Meeting LGBT advocates from the U.S. who were living with HIV, “proudly and confidently,” helped crystalized the oppression he experienced in his country.

“You’ve been told that you … are … evil. They tell you that you’re the devil. You will just internalize what’s been told to you and you will feel that you are less than others,” he said.

He called TPAN his second home and is also active in his church.

“Why should God bring me into this world if he knew that I was going to be gay and live with HIV? I’m made perfect,” he said. “God doesn’t make mistakes.”

He said he came to understand homophobia as “being about their issues.”

“I just want to be true to myself.

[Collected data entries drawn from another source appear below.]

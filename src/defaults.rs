//! Defaults populator.
//!
//! Produces a copy of a document with schema `default`s filled in for absent
//! object keys. Values the user wrote are never replaced; only missing keys
//! are added. Nested objects, array items, `$ref`, `allOf` and `anyOf`/`oneOf`
//! are followed. An alternative is picked by its discriminator tag, else by
//! how well the document fits it once that alternative's defaults are in.
//!
//! Filling repeats until a pass changes nothing, so the result is a fixed
//! point and `apply_defaults` is idempotent.
use crate::compose;
use crate::document::{Document, Map};
use crate::options::ValidatorOptions;
use crate::path::Path;
use crate::resolve;
use crate::validate::{self, Validator};

const MAX_PASSES: usize = 16;

pub fn apply_defaults(data: &Document, root: &Document) -> Document {
    apply_defaults_with(data, root, &ValidatorOptions::default())
}

pub fn apply_defaults_with(data: &Document, root: &Document, options: &ValidatorOptions) -> Document {
    let populator = Populator { v: Validator::new(root, options) };
    let trail = vec!["#".to_string()];
    let mut out = if data.is_null() {
        populator.fill_root(root, &trail)
    } else {
        populator.fill(data, root, &Path::root(), 0, &trail)
    };
    for pass in 1..MAX_PASSES {
        let next = populator.fill(&out, root, &Path::root(), 0, &trail);
        if next.canonical() == out.canonical() {
            tracing::trace!(passes = pass, "defaults settled");
            return out;
        }
        out = next;
    }
    tracing::warn!(passes = MAX_PASSES, "defaults still changing, returning last pass");
    out
}

struct Populator<'a> {
    v: Validator<'a>,
}

impl Populator<'_> {
    /// A `null` root counts as absent: use the root default, or build an
    /// object from the property defaults.
    fn fill_root(&self, root: &Document, trail: &[String]) -> Document {
        self.synthesize(root, &Path::root(), trail).unwrap_or(Document::Null)
    }

    /// `hops` counts schema indirections at this node (`$ref`, composition)
    /// and resets for children. `trail` holds the `$ref`s entered on the way
    /// down from the root.
    fn fill(&self, data: &Document, node: &Document, path: &Path, hops: usize, trail: &[String]) -> Document {
        let max = self.v.options().max_ref_depth;
        if hops > max {
            return data.clone();
        }
        let Ok(view) = resolve::deref_schema(self.v.root(), node, max) else {
            return data.clone();
        };
        let Some(schema) = view.as_object() else {
            return data.clone();
        };
        if !data.is_object() && !data.is_array() {
            return data.clone();
        }
        let trail = extended(trail, &resolve::ref_chain(self.v.root(), node, max));

        let mut out = data.clone();
        match &mut out {
            Document::Object(map) => self.fill_object(map, schema, path, &trail),
            Document::Array(items) => self.fill_array(items, schema, path, &trail),
            _ => {}
        }

        if let Some(Document::Array(branches)) = schema.get("allOf") {
            for branch in branches {
                out = self.fill(&out, branch, path, hops + 1, &trail);
            }
        }
        for keyword in ["anyOf", "oneOf"] {
            let Some(Document::Array(alternatives)) = schema.get(keyword) else { continue };
            let picked = match compose::discriminated(&self.v, &out, alternatives) {
                Some(i) => Some((i, self.fill(&out, &alternatives[i], path, hops + 1, &trail))),
                None => self.closest(&out, alternatives, path, hops + 1, &trail),
            };
            if let Some((i, filled)) = picked {
                tracing::debug!(%path, keyword, alternative = i, "defaults dispatched to alternative");
                out = filled;
            }
        }
        out
    }

    /// Fill `data` through every alternative and keep the result with the
    /// fewest errors against its own alternative, the first one on ties.
    fn closest(
        &self,
        data: &Document,
        alternatives: &[Document],
        path: &Path,
        hops: usize,
        trail: &[String],
    ) -> Option<(usize, Document)> {
        alternatives.iter()
            .enumerate()
            .map(|(i, alternative)| {
                let filled = self.fill(data, alternative, path, hops, trail);
                let errors = self.v.check(&filled, alternative, path, 0).iter().filter(|d| d.is_error()).count();
                (errors, i, filled)
            })
            .min_by_key(|(errors, i, _)| (*errors, *i))
            .map(|(_, i, filled)| (i, filled))
    }

    fn fill_object(&self, map: &mut Map, schema: &Map, path: &Path, trail: &[String]) {
        let properties = schema.get("properties").and_then(Document::as_object);
        if let Some(properties) = properties {
            for (name, sub) in properties {
                let child = path.key(name.as_str());
                match map.get(name) {
                    Some(present) => {
                        let filled = self.fill(present, sub, &child, 0, trail);
                        map.insert(name.clone(), filled);
                    }
                    None => {
                        if let Some(value) = self.synthesize(sub, &child, trail) {
                            map.insert(name.clone(), value);
                        }
                    }
                }
            }
        }

        let patterns: Vec<(regex::Regex, &Document)> = schema.get("patternProperties")
            .and_then(Document::as_object)
            .map(|ps| {
                ps.iter()
                    .filter_map(|(source, sub)| validate::compile_regex(source).map(|rx| (rx, sub)))
                    .collect()
            })
            .unwrap_or_default();
        let additional = schema.get("additionalProperties").filter(|a| a.is_object());
        if patterns.is_empty() && additional.is_none() {
            return;
        }

        let extra: Vec<String> = map.keys()
            .filter(|k| !properties.is_some_and(|p| p.contains_key(k.as_str())))
            .cloned()
            .collect();
        for key in extra {
            let child = path.key(key.as_str());
            let Some(mut value) = map.get(&key).cloned() else { continue };
            let mut matched = false;
            for (rx, sub) in &patterns {
                if rx.is_match(&key) {
                    matched = true;
                    value = self.fill(&value, sub, &child, 0, trail);
                }
            }
            if let (false, Some(sub)) = (matched, additional) {
                value = self.fill(&value, sub, &child, 0, trail);
            }
            map.insert(key, value);
        }
    }

    fn fill_array(&self, items: &mut [Document], schema: &Map, path: &Path, trail: &[String]) {
        let (tuple, tail) = match (schema.get("prefixItems"), schema.get("items")) {
            (Some(Document::Array(prefix)), rest) => (prefix.as_slice(), rest),
            (_, Some(Document::Array(positional))) => (positional.as_slice(), schema.get("additionalItems")),
            (_, single) => (&[][..], single),
        };
        for (i, item) in items.iter_mut().enumerate() {
            let sub = match (tuple.get(i), tail) {
                (Some(sub), _) => sub,
                (None, Some(sub)) if sub.is_object() => sub,
                _ => continue,
            };
            *item = self.fill(item, sub, &path.index(i), 0, trail);
        }
    }

    /// Value for an absent key: its `default` (itself populated), or an
    /// object assembled from nested defaults when that object is non-empty
    /// and satisfies the schema. Nothing is made up for a node reached
    /// through a `$ref` already on the trail.
    fn synthesize(&self, node: &Document, path: &Path, trail: &[String]) -> Option<Document> {
        let max = self.v.options().max_ref_depth;
        let chain = resolve::ref_chain(self.v.root(), node, max);
        if chain.iter().any(|r| trail.iter().any(|t| t == r)) {
            return None;
        }
        let view = resolve::deref_schema(self.v.root(), node, max).ok()?;
        let schema = view.as_object()?;

        if let Some(default) = schema.get("default") {
            return Some(self.fill(default, node, path, 0, trail));
        }
        if !object_like(schema) {
            return None;
        }
        let built = self.fill(&Document::object(), node, path, 0, trail);
        let non_empty = built.as_object().is_some_and(|m| !m.is_empty());
        let accepted = non_empty && !self.v.check(&built, node, path, 0).iter().any(|d| d.is_error());
        accepted.then_some(built)
    }
}

fn extended(trail: &[String], chain: &[&str]) -> Vec<String> {
    trail.iter().cloned().chain(chain.iter().map(|r| r.to_string())).collect()
}

fn object_like(schema: &Map) -> bool {
    match schema.get("type") {
        Some(Document::String(t)) => t == "object",
        Some(Document::Array(ts)) => ts.iter().any(|t| t.as_str() == Some("object")),
        _ => schema.contains_key("properties"),
    }
}

#[cfg(test)]
mod tests {
    use super::*;
    use serde_json::{json, Value};

    fn apply(data: Value, schema: Value) -> Value {
        let out = apply_defaults(&Document::from(data), &Document::from(schema));
        Value::from(&out)
    }

    fn port_schema() -> Value {
        json!({"type": "object", "properties": {"port": {"type": "integer", "default": 8080}}})
    }

    #[test]
    fn absent_key_gets_default() {
        assert_eq!(apply(json!({}), port_schema()), json!({"port": 8080}));
    }

    #[test]
    fn present_key_is_kept() {
        assert_eq!(apply(json!({"port": 100}), port_schema()), json!({"port": 100}));
        assert_eq!(apply(json!({"port": null}), port_schema()), json!({"port": null}));
    }

    #[test]
    fn input_is_not_mutated() {
        let data = Document::from(json!({}));
        let schema = Document::from(port_schema());
        let _ = apply_defaults(&data, &schema);
        assert_eq!(data, Document::object());
    }

    #[test]
    fn nested_objects_are_built_from_nested_defaults() {
        let schema = json!({
            "type": "object",
            "properties": {
                "server": {
                    "type": "object",
                    "properties": {"host": {"default": "localhost"}, "port": {"default": 80}}
                },
                "tls": {"type": "object", "properties": {"cert": {"type": "string"}}},
                "auth": {
                    "type": "object",
                    "properties": {"user": {"type": "string"}, "mode": {"default": "basic"}},
                    "required": ["user"]
                }
            }
        });
        assert_eq!(apply(json!({}), schema.clone()), json!({"server": {"host": "localhost", "port": 80}}));
        assert_eq!(
            apply(json!({"server": {"port": 9}}), schema),
            json!({"server": {"port": 9, "host": "localhost"}})
        );
    }

    #[test]
    fn inserted_defaults_are_populated_too() {
        let schema = json!({
            "properties": {
                "log": {"default": {"level": "info"}, "properties": {"format": {"default": "text"}}}
            }
        });
        assert_eq!(apply(json!({}), schema), json!({"log": {"level": "info", "format": "text"}}));
    }

    #[test]
    fn refs_and_sibling_defaults() {
        let schema = json!({
            "$defs": {"Port": {"type": "integer", "default": 1}},
            "properties": {
                "a": {"$ref": "#/$defs/Port"},
                "b": {"$ref": "#/$defs/Port", "default": 2}
            }
        });
        assert_eq!(apply(json!({}), schema), json!({"a": 1, "b": 2}));
    }

    #[test]
    fn array_items_dispatch_to_discriminated_alternative() {
        let schema = json!({
            "$defs": {
                "Circle": {
                    "properties": {"type": {"const": "circle"}, "radius": {"default": 1.0}, "color": {"default": "red"}},
                    "required": ["type"]
                },
                "Square": {
                    "properties": {"type": {"const": "square"}, "side": {"default": 2}},
                    "required": ["type"]
                }
            },
            "properties": {
                "shapes": {"type": "array", "items": {"anyOf": [{"$ref": "#/$defs/Circle"}, {"$ref": "#/$defs/Square"}]}}
            }
        });
        let out = apply(json!({"shapes": [{"type": "circle"}, {"type": "square", "side": 5}]}), schema);
        assert_eq!(out, json!({"shapes": [
            {"type": "circle", "radius": 1.0, "color": "red"},
            {"type": "square", "side": 5}
        ]}));
    }

    #[test]
    fn tuple_items_are_positional() {
        let schema = json!({
            "items": [{"properties": {"a": {"default": 1}}}, {"properties": {"b": {"default": 2}}}]
        });
        assert_eq!(apply(json!([{}, {}, {}]), schema), json!([{"a": 1}, {"b": 2}, {}]));
    }

    #[test]
    fn all_of_branches_apply_in_order() {
        let schema = json!({"allOf": [
            {"properties": {"a": {"default": 1}}},
            {"properties": {"a": {"default": 2}, "b": {"default": 3}}}
        ]});
        assert_eq!(apply(json!({}), schema), json!({"a": 1, "b": 3}));
    }

    #[test]
    fn additional_properties_schema_reaches_extra_keys() {
        let schema = json!({
            "properties": {"fixed": {"type": "object"}},
            "additionalProperties": {"properties": {"enabled": {"default": true}}}
        });
        assert_eq!(
            apply(json!({"fixed": {}, "plugin": {}}), schema),
            json!({"fixed": {}, "plugin": {"enabled": true}})
        );
    }

    #[test]
    fn null_root_counts_as_absent() {
        assert_eq!(apply(json!(null), json!({"default": [1, 2]})), json!([1, 2]));
        assert_eq!(apply(json!(null), port_schema()), json!({"port": 8080}));
        assert_eq!(apply(json!(null), json!({"type": "string"})), json!(null));
        assert_eq!(apply(json!("x"), json!({"default": "y"})), json!("x"));
    }

    #[test]
    fn recursive_schemas_stop_at_a_repeated_ref() {
        let schema = json!({
            "type": "object",
            "properties": {"name": {"default": "n"}, "child": {"$ref": "#"}}
        });
        assert_eq!(apply(json!({}), schema.clone()), json!({"name": "n"}));
        assert_eq!(
            apply(json!({"child": {"child": {}}}), schema),
            json!({"child": {"child": {"name": "n"}, "name": "n"}, "name": "n"})
        );
    }

    #[test]
    fn recursive_defaults_are_inserted_once() {
        let schema = json!({
            "$defs": {"Node": {"type": "object", "properties": {"next": {"$ref": "#/$defs/Node", "default": {}}}}},
            "properties": {"head": {"$ref": "#/$defs/Node", "default": {}}}
        });
        let once = apply(json!({}), schema.clone());
        assert_eq!(once, json!({"head": {}}));
        assert_eq!(apply(once.clone(), schema), once);
    }

    #[test]
    fn untagged_alternatives_are_ranked_after_their_defaults() {
        let schema = json!({"anyOf": [
            {"properties": {"a": {"default": 1}}, "required": ["x"]},
            {"properties": {"b": {"default": 2}}, "required": ["a"]}
        ]});
        let once = apply(json!({}), schema.clone());
        assert_eq!(once, json!({"a": 1, "b": 2}));
        assert_eq!(apply(once.clone(), schema.clone()), once);
        assert_eq!(apply(json!({"x": 0}), schema), json!({"x": 0, "a": 1}));
    }
}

If I don’t talk about it who’s going to talk about it?” he asked. His gay friends in Nigeria, he said, don’t have that option.

At the same time, he believes that self-acceptance is important. “Everyone is not going to be your friend,” he said. “You can choose to be happy, or you can choose to be sad. Love yourself. Because if I don’t love myself, nobody can love me.”

As the day ended, music played. David Bowie sang out, “Oh, we can be heroes.”